From the records below, state how many lines hold the string "ChartResult", without any other text.

Exercise data:
▬▬▬▬▬▬▬▬▬▬

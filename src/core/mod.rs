pub mod band_scale;
pub mod color;
pub mod primitives;
pub mod scale;
pub mod shapes;
pub mod stats;
pub mod ticks;
pub mod types;

pub use band_scale::{BandScale, PointScale};
pub use color::{Color, LinearColorScale, OrdinalColorScale, parse_palette};
pub use primitives::normalize_class_name;
pub use scale::LinearScale;
pub use shapes::{RadialSample, line_path, radial_area_path};
pub use types::{Margin, PlotArea, Viewport};
//! SVG path builders for line and radial area marks.

/// One sample of a radial band: angle in radians (0 at twelve o'clock,
/// clockwise) with inner and outer radius in pixels.
#[derive(Debug, Clone, Copy, PartialEq)]
pub struct RadialSample {
    pub angle: f64,
    pub inner_radius: f64,
    pub outer_radius: f64,
}

/// Formats a coordinate with at most three decimals and no trailing zeros.
#[must_use]
pub fn format_coord(value: f64) -> String {
    let rounded = (value * 1000.0).round() / 1000.0;
    // Avoid "-0".
    let rounded = if rounded == 0.0 { 0.0 } else { rounded };
    let mut text = format!("{rounded:.3}");
    while text.ends_with('0') {
        text.pop();
    }
    if text.ends_with('.') {
        text.pop();
    }
    text
}

fn push_point(path: &mut String, command: char, x: f64, y: f64) {
    path.push(command);
    path.push_str(&format_coord(x));
    path.push(',');
    path.push_str(&format_coord(y));
}

/// Polyline through `points` in order: `M x,y L x,y ...`.
///
/// Returns an empty string for no points.
#[must_use]
pub fn line_path(points: &[(f64, f64)]) -> String {
    let mut path = String::new();
    for (index, &(x, y)) in points.iter().enumerate() {
        push_point(&mut path, if index == 0 { 'M' } else { 'L' }, x, y);
    }
    path
}

fn polar(center: (f64, f64), angle: f64, radius: f64) -> (f64, f64) {
    (center.0 + radius * angle.sin(), center.1 - radius * angle.cos())
}

/// Closed area between the inner and outer radii of `samples`.
///
/// The outer edge is traced forward, the inner edge backward, then the path
/// is closed. `center` offsets every point.
#[must_use]
pub fn radial_area_path(samples: &[RadialSample], center: (f64, f64)) -> String {
    let mut path = String::new();
    if samples.is_empty() {
        return path;
    }

    for (index, sample) in samples.iter().enumerate() {
        let (x, y) = polar(center, sample.angle, sample.outer_radius);
        push_point(&mut path, if index == 0 { 'M' } else { 'L' }, x, y);
    }
    for sample in samples.iter().rev() {
        let (x, y) = polar(center, sample.angle, sample.inner_radius);
        push_point(&mut path, 'L', x, y);
    }
    path.push('Z');
    path
}

#[cfg(test)]
mod tests {
    use super::*;

    #[test]
    fn coordinates_are_trimmed() {
        assert_eq!(format_coord(12.0), "12");
        assert_eq!(format_coord(12.5), "12.5");
        assert_eq!(format_coord(1.0 / 3.0), "0.333");
        assert_eq!(format_coord(-0.0001), "0");
    }

    #[test]
    fn line_path_moves_then_draws() {
        assert_eq!(line_path(&[]), "");
        assert_eq!(line_path(&[(0.0, 1.0), (2.5, 3.0)]), "M0,1L2.5,3");
    }

    #[test]
    fn radial_area_goes_out_forward_and_in_backward() {
        let samples = [
            RadialSample {
                angle: 0.0,
                inner_radius: 1.0,
                outer_radius: 2.0,
            },
            RadialSample {
                angle: std::f64::consts::FRAC_PI_2,
                inner_radius: 1.0,
                outer_radius: 2.0,
            },
        ];
        assert_eq!(
            radial_area_path(&samples, (10.0, 10.0)),
            "M10,8L12,10L11,10L10,9Z"
        );
    }
}
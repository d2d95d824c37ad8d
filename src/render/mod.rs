mod frame;
mod null_renderer;
mod primitives;
mod scene;
mod svg_renderer;

pub use frame::RenderFrame;
pub use null_renderer::NullRenderer;
pub use primitives::{
    Geometry, Layer, Mark, MarkId, MarkRole, Paint, Style, TextAnchor, TextGeometry,
};
pub use scene::Scene;
pub use svg_renderer::SvgRenderer;

use crate::error::ChartResult;

/// Contract implemented by any rendering backend.
///
/// Backends receive a fully materialized, paint-ordered `RenderFrame` so
/// drawing code stays isolated from chart data and step logic.
pub trait Renderer {
    fn render(&mut self, frame: &RenderFrame) -> ChartResult<()>;
}
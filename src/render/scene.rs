use indexmap::IndexMap;

use crate::core::PlotArea;
use crate::render::{Mark, MarkId, MarkRole, RenderFrame};

/// Keyed scene graph of one chart.
///
/// Marks are stored by id in insertion order. `upsert` replaces a mark with
/// the same id in place, so redrawing with the same data never duplicates.
#[derive(Debug, Clone, Default, PartialEq)]
pub struct Scene {
    marks: IndexMap<MarkId, Mark>,
}

impl Scene {
    #[must_use]
    pub fn new() -> Self {
        Self::default()
    }

    /// Inserts or replaces `mark`. Returns `true` when the id was new.
    pub fn upsert(&mut self, mark: Mark) -> bool {
        self.marks.insert(mark.id.clone(), mark).is_none()
    }

    #[must_use]
    pub fn get(&self, id: &MarkId) -> Option<&Mark> {
        self.marks.get(id)
    }

    pub fn get_mut(&mut self, id: &MarkId) -> Option<&mut Mark> {
        self.marks.get_mut(id)
    }

    pub fn iter(&self) -> impl Iterator<Item = &Mark> {
        self.marks.values()
    }

    pub fn with_role(&self, role: MarkRole) -> impl Iterator<Item = &Mark> {
        self.marks.values().filter(move |mark| mark.id.role == role)
    }

    pub fn with_class<'a>(&'a self, class: &'a str) -> impl Iterator<Item = &'a Mark> {
        self.marks.values().filter(move |mark| mark.has_class(class))
    }

    /// Applies `update` to every mark of `role`; returns how many matched.
    pub fn update_role<F>(&mut self, role: MarkRole, mut update: F) -> usize
    where
        F: FnMut(&mut Mark),
    {
        let mut count = 0;
        for mark in self.marks.values_mut().filter(|mark| mark.id.role == role) {
            update(mark);
            count += 1;
        }
        count
    }

    /// Removes every mark of `role` whose id is not in `keep`.
    pub fn retain_role<F>(&mut self, role: MarkRole, mut keep: F) -> usize
    where
        F: FnMut(&MarkId) -> bool,
    {
        let before = self.marks.len();
        self.marks.retain(|id, _| id.role != role || keep(id));
        before - self.marks.len()
    }

    #[must_use]
    pub fn len(&self) -> usize {
        self.marks.len()
    }

    #[must_use]
    pub fn is_empty(&self) -> bool {
        self.marks.is_empty()
    }

    /// Paint-ordered snapshot for renderers.
    #[must_use]
    pub fn frame(&self, plot: PlotArea, container_id: &str) -> RenderFrame {
        let mut marks: Vec<Mark> = self.marks.values().cloned().collect();
        marks.sort_by_key(|mark| mark.layer);
        RenderFrame {
            viewport: plot.viewport,
            origin: plot.origin(),
            container_id: container_id.to_owned(),
            marks,
        }
    }
}
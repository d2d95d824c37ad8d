use serde::{Deserialize, Serialize};

use crate::error::{ChartError, ChartResult};

/// Outer size of a chart's SVG element in pixels.
#[derive(Debug, Clone, Copy, PartialEq, Eq, Serialize, Deserialize)]
pub struct Viewport {
    pub width: u32,
    pub height: u32,
}

impl Viewport {
    #[must_use]
    pub fn new(width: u32, height: u32) -> Self {
        Self { width, height }
    }

    #[must_use]
    pub fn is_valid(self) -> bool {
        self.width > 0 && self.height > 0
    }
}

/// Space reserved around the plotting area for axes and labels.
#[derive(Debug, Clone, Copy, PartialEq, Serialize, Deserialize)]
pub struct Margin {
    pub top: f64,
    pub right: f64,
    pub bottom: f64,
    pub left: f64,
}

impl Margin {
    #[must_use]
    pub const fn new(top: f64, right: f64, bottom: f64, left: f64) -> Self {
        Self {
            top,
            right,
            bottom,
            left,
        }
    }

    #[must_use]
    pub const fn uniform(value: f64) -> Self {
        Self::new(value, value, value, value)
    }
}

/// Inner drawing rectangle: the viewport minus its margins.
///
/// Mark geometry is expressed relative to the plot origin; the renderer
/// translates by `(margin.left, margin.top)`.
#[derive(Debug, Clone, Copy, PartialEq)]
pub struct PlotArea {
    pub viewport: Viewport,
    pub margin: Margin,
    pub width: f64,
    pub height: f64,
}

impl PlotArea {
    pub fn new(viewport: Viewport, margin: Margin) -> ChartResult<Self> {
        let invalid = || ChartError::InvalidViewport {
            width: viewport.width,
            height: viewport.height,
        };
        if !viewport.is_valid() {
            return Err(invalid());
        }
        for value in [margin.top, margin.right, margin.bottom, margin.left] {
            if !value.is_finite() || value < 0.0 {
                return Err(ChartError::InvalidData(
                    "margins must be finite and >= 0".to_owned(),
                ));
            }
        }

        let width = f64::from(viewport.width) - margin.left - margin.right;
        let height = f64::from(viewport.height) - margin.top - margin.bottom;
        if width <= 0.0 || height <= 0.0 {
            return Err(invalid());
        }

        Ok(Self {
            viewport,
            margin,
            width,
            height,
        })
    }

    #[must_use]
    pub fn origin(self) -> (f64, f64) {
        (self.margin.left, self.margin.top)
    }

    #[must_use]
    pub fn center(self) -> (f64, f64) {
        (self.width / 2.0, self.height / 2.0)
    }
}
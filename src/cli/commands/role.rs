use clap::Subcommand;
use serde_json::{json, Value};

use crate::cli::utils::{api_error, output_success, user_resource_url};
use crate::cli::OutputFormat;
use crate::types::Role;

#[derive(Subcommand)]
pub enum RoleCommands {
    #[command(about = "Show the role assigned to an identity")]
    Get {
        #[arg(help = "Identity-provider subject")]
        identity: String,
        #[arg(long, default_value = "http://localhost:3000", help = "Server URL")]
        server: String,
        #[arg(long, help = "Administrator identity token")]
        token: String,
    },

    #[command(about = "Change the role of an identity (takes effect immediately)")]
    Set {
        #[arg(help = "Identity-provider subject")]
        identity: String,
        #[arg(help = "New role: ADMIN, SUPPORT, CLIENT or FREELANCER")]
        role: Role,
        #[arg(long, default_value = "http://localhost:3000", help = "Server URL")]
        server: String,
        #[arg(long, help = "Administrator identity token")]
        token: String,
    },
}

pub async fn handle(cmd: RoleCommands, output_format: OutputFormat) -> anyhow::Result<()> {
    let client = reqwest::Client::new();

    match cmd {
        RoleCommands::Get { identity, server, token } => {
            let url = user_resource_url(&server, &identity, "role")?;
            let response = client.get(url).bearer_auth(&token).send().await?;
            if !response.status().is_success() {
                return Err(api_error(response).await);
            }

            let body: Value = response.json().await?;
            let role = body["data"]["role"].as_str().unwrap_or("unknown").to_string();
            output_success(
                output_format,
                &format!("{} has role {}", identity, role),
                Some(json!({ "identity": identity, "role": role })),
            )
        }
        RoleCommands::Set {
            identity,
            role,
            server,
            token,
        } => {
            // Through the API so the server evicts its cached role right away
            let url = user_resource_url(&server, &identity, "role")?;
            let response = client
                .put(url)
                .bearer_auth(&token)
                .json(&json!({ "role": role }))
                .send()
                .await?;
            if !response.status().is_success() {
                return Err(api_error(response).await);
            }

            output_success(
                output_format,
                &format!("{} is now {}", identity, role),
                Some(json!({ "identity": identity, "role": role })),
            )
        }
    }
}
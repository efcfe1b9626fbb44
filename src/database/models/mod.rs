pub mod account;
pub mod contract;
pub mod mission;
pub mod payment;

pub use account::{Account, Provisioned};
pub use contract::Contract;
pub use mission::{Mission, MissionChanges, MissionDependents, MissionDetail, MissionStatus, NewMission};
pub use payment::Payment;
// HTTP API Error Types
use axum::{http::StatusCode, response::IntoResponse, Json};
use serde_json::{json, Value};
use std::collections::HashMap;

use crate::authz::AuthzError;
use crate::database::DatabaseError;
use crate::services::{CascadeStep, GuardError};

/// HTTP API error with appropriate status codes and client-friendly messages
#[derive(Debug)]
pub enum ApiError {
    // 400 Bad Request
    BadRequest(String),
    ValidationError {
        message: String,
        field_errors: Option<HashMap<String, String>>,
    },

    // 401 Unauthorized
    Unauthorized(String),

    // 403 Forbidden
    NoRole(String),
    PolicyDenied(String),
    Forbidden(String),

    // 404 Not Found
    NotFound(String),

    // 500 Internal Server Error
    CascadeFailed { step: CascadeStep },
    InternalServerError(String),

    // 503 Service Unavailable
    ServiceUnavailable(String),
}

impl ApiError {
    /// Get HTTP status code
    pub fn status_code(&self) -> StatusCode {
        match self {
            ApiError::BadRequest(_) => StatusCode::BAD_REQUEST,
            ApiError::ValidationError { .. } => StatusCode::BAD_REQUEST,
            ApiError::Unauthorized(_) => StatusCode::UNAUTHORIZED,
            ApiError::NoRole(_) => StatusCode::FORBIDDEN,
            ApiError::PolicyDenied(_) => StatusCode::FORBIDDEN,
            ApiError::Forbidden(_) => StatusCode::FORBIDDEN,
            ApiError::NotFound(_) => StatusCode::NOT_FOUND,
            ApiError::CascadeFailed { .. } => StatusCode::INTERNAL_SERVER_ERROR,
            ApiError::InternalServerError(_) => StatusCode::INTERNAL_SERVER_ERROR,
            ApiError::ServiceUnavailable(_) => StatusCode::SERVICE_UNAVAILABLE,
        }
    }

    /// Get client-safe error message
    pub fn message(&self) -> String {
        match self {
            ApiError::BadRequest(msg) => msg.clone(),
            ApiError::ValidationError { message, .. } => message.clone(),
            ApiError::Unauthorized(msg) => msg.clone(),
            ApiError::NoRole(msg) => msg.clone(),
            ApiError::PolicyDenied(msg) => msg.clone(),
            ApiError::Forbidden(msg) => msg.clone(),
            ApiError::NotFound(msg) => msg.clone(),
            ApiError::CascadeFailed { step } => {
                format!("Failed to delete mission: the {} step failed, please retry", step)
            }
            ApiError::InternalServerError(msg) => msg.clone(),
            ApiError::ServiceUnavailable(msg) => msg.clone(),
        }
    }

    /// Get error code for client handling
    pub fn error_code(&self) -> &'static str {
        match self {
            ApiError::BadRequest(_) => "BAD_REQUEST",
            ApiError::ValidationError { .. } => "VALIDATION_ERROR",
            ApiError::Unauthorized(_) => "UNAUTHORIZED",
            ApiError::NoRole(_) => "NO_ROLE",
            ApiError::PolicyDenied(_) => "POLICY_DENIED",
            ApiError::Forbidden(_) => "FORBIDDEN",
            ApiError::NotFound(_) => "NOT_FOUND",
            ApiError::CascadeFailed { .. } => "CASCADE_STEP_FAILURE",
            ApiError::InternalServerError(_) => "INTERNAL_SERVER_ERROR",
            ApiError::ServiceUnavailable(_) => "SERVICE_UNAVAILABLE",
        }
    }

    /// Convert to JSON response body
    pub fn to_json(&self) -> Value {
        match self {
            ApiError::ValidationError {
                message,
                field_errors: Some(field_errors),
            } => json!({
                "error": true,
                "message": message,
                "code": self.error_code(),
                "field_errors": field_errors
            }),
            ApiError::CascadeFailed { step } => json!({
                "error": true,
                "message": self.message(),
                "code": self.error_code(),
                "step": step
            }),
            _ => json!({
                "error": true,
                "message": self.message(),
                "code": self.error_code()
            }),
        }
    }
}

// Static constructor methods
impl ApiError {
    pub fn bad_request(message: impl Into<String>) -> Self {
        ApiError::BadRequest(message.into())
    }

    pub fn validation_error(message: impl Into<String>, field_errors: Option<HashMap<String, String>>) -> Self {
        ApiError::ValidationError {
            message: message.into(),
            field_errors,
        }
    }

    pub fn unauthorized(message: impl Into<String>) -> Self {
        ApiError::Unauthorized(message.into())
    }

    pub fn forbidden(message: impl Into<String>) -> Self {
        ApiError::Forbidden(message.into())
    }

    pub fn not_found(message: impl Into<String>) -> Self {
        ApiError::NotFound(message.into())
    }

    pub fn internal_server_error(message: impl Into<String>) -> Self {
        ApiError::InternalServerError(message.into())
    }

    pub fn service_unavailable(message: impl Into<String>) -> Self {
        ApiError::ServiceUnavailable(message.into())
    }
}

impl From<AuthzError> for ApiError {
    fn from(err: AuthzError) -> Self {
        match err {
            AuthzError::Unauthenticated => ApiError::unauthorized("Authentication required"),
            AuthzError::NoRole => ApiError::NoRole("No role is assigned to this account".to_string()),
            AuthzError::PolicyDenied { .. } => {
                ApiError::PolicyDenied("Your role does not grant access to this resource".to_string())
            }
            AuthzError::NotFound(what) => ApiError::not_found(format!("{} not found", what)),
            AuthzError::Forbidden(msg) => ApiError::forbidden(msg),
            AuthzError::CascadeStepFailure { step, .. } => ApiError::CascadeFailed { step },
        }
    }
}

impl From<DatabaseError> for ApiError {
    fn from(err: DatabaseError) -> Self {
        match err {
            DatabaseError::ConnectionError(msg) => {
                tracing::error!("Database connection error: {}", msg);
                ApiError::service_unavailable("Database temporarily unavailable")
            }
            DatabaseError::QueryError(msg) => {
                // Don't expose internal SQL errors to clients
                tracing::error!("Database query error: {}", msg);
                ApiError::internal_server_error("An error occurred while processing your request")
            }
            DatabaseError::Sqlx(sqlx_err) => {
                // Log the real error but return generic message
                tracing::error!("SQLx error: {}", sqlx_err);
                ApiError::internal_server_error("Database error occurred")
            }
            DatabaseError::ConfigMissing(name) => {
                tracing::error!("Database configuration missing: {}", name);
                ApiError::service_unavailable("Database is not configured")
            }
        }
    }
}

impl From<GuardError> for ApiError {
    fn from(err: GuardError) -> Self {
        match err {
            GuardError::Denied(e) => e.into(),
            GuardError::Database(e) => e.into(),
        }
    }
}

// Standard error trait implementations
impl std::fmt::Display for ApiError {
    fn fmt(&self, f: &mut std::fmt::Formatter<'_>) -> std::fmt::Result {
        write!(f, "{}", self.message())
    }
}

impl std::error::Error for ApiError {}

// Automatic HTTP response conversion for Axum
impl IntoResponse for ApiError {
    fn into_response(self) -> axum::response::Response {
        (self.status_code(), Json(self.to_json())).into_response()
    }
}

#[cfg(test)]
mod tests {
    use super::*;

    #[test]
    fn authz_errors_map_to_boundary_statuses() {
        let cases = vec![
            (AuthzError::Unauthenticated, StatusCode::UNAUTHORIZED, "UNAUTHORIZED"),
            (AuthzError::NoRole, StatusCode::FORBIDDEN, "NO_ROLE"),
            (
                AuthzError::PolicyDenied {
                    role: "FREELANCER".to_string(),
                    path: "/api/admin/users".to_string(),
                },
                StatusCode::FORBIDDEN,
                "POLICY_DENIED",
            ),
            (AuthzError::NotFound("mission x".to_string()), StatusCode::NOT_FOUND, "NOT_FOUND"),
            (AuthzError::Forbidden("nope".to_string()), StatusCode::FORBIDDEN, "FORBIDDEN"),
            (
                AuthzError::CascadeStepFailure {
                    step: CascadeStep::Contract,
                    cause: "deadlock detected".to_string(),
                },
                StatusCode::INTERNAL_SERVER_ERROR,
                "CASCADE_STEP_FAILURE",
            ),
        ];

        for (err, status, code) in cases {
            let api: ApiError = err.into();
            assert_eq!(api.status_code(), status);
            assert_eq!(api.error_code(), code);
        }
    }

    #[test]
    fn cascade_failure_names_the_step_but_not_the_cause() {
        let api: ApiError = AuthzError::CascadeStepFailure {
            step: CascadeStep::Contract,
            cause: "relation \"contracts\" is locked".to_string(),
        }
        .into();
        let body = api.to_json();
        assert_eq!(body["step"], "contract");
        let message = body["message"].as_str().unwrap();
        assert!(message.contains("contract"));
        assert!(!message.contains("locked"));
    }

    #[test]
    fn policy_denial_does_not_echo_the_path() {
        let api: ApiError = AuthzError::PolicyDenied {
            role: "CLIENT".to_string(),
            path: "/api/admin/secret".to_string(),
        }
        .into();
        assert!(!api.message().contains("/api/admin/secret"));
    }
}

▬▬▬▬▬▬▬▬▬▬

Reply: 4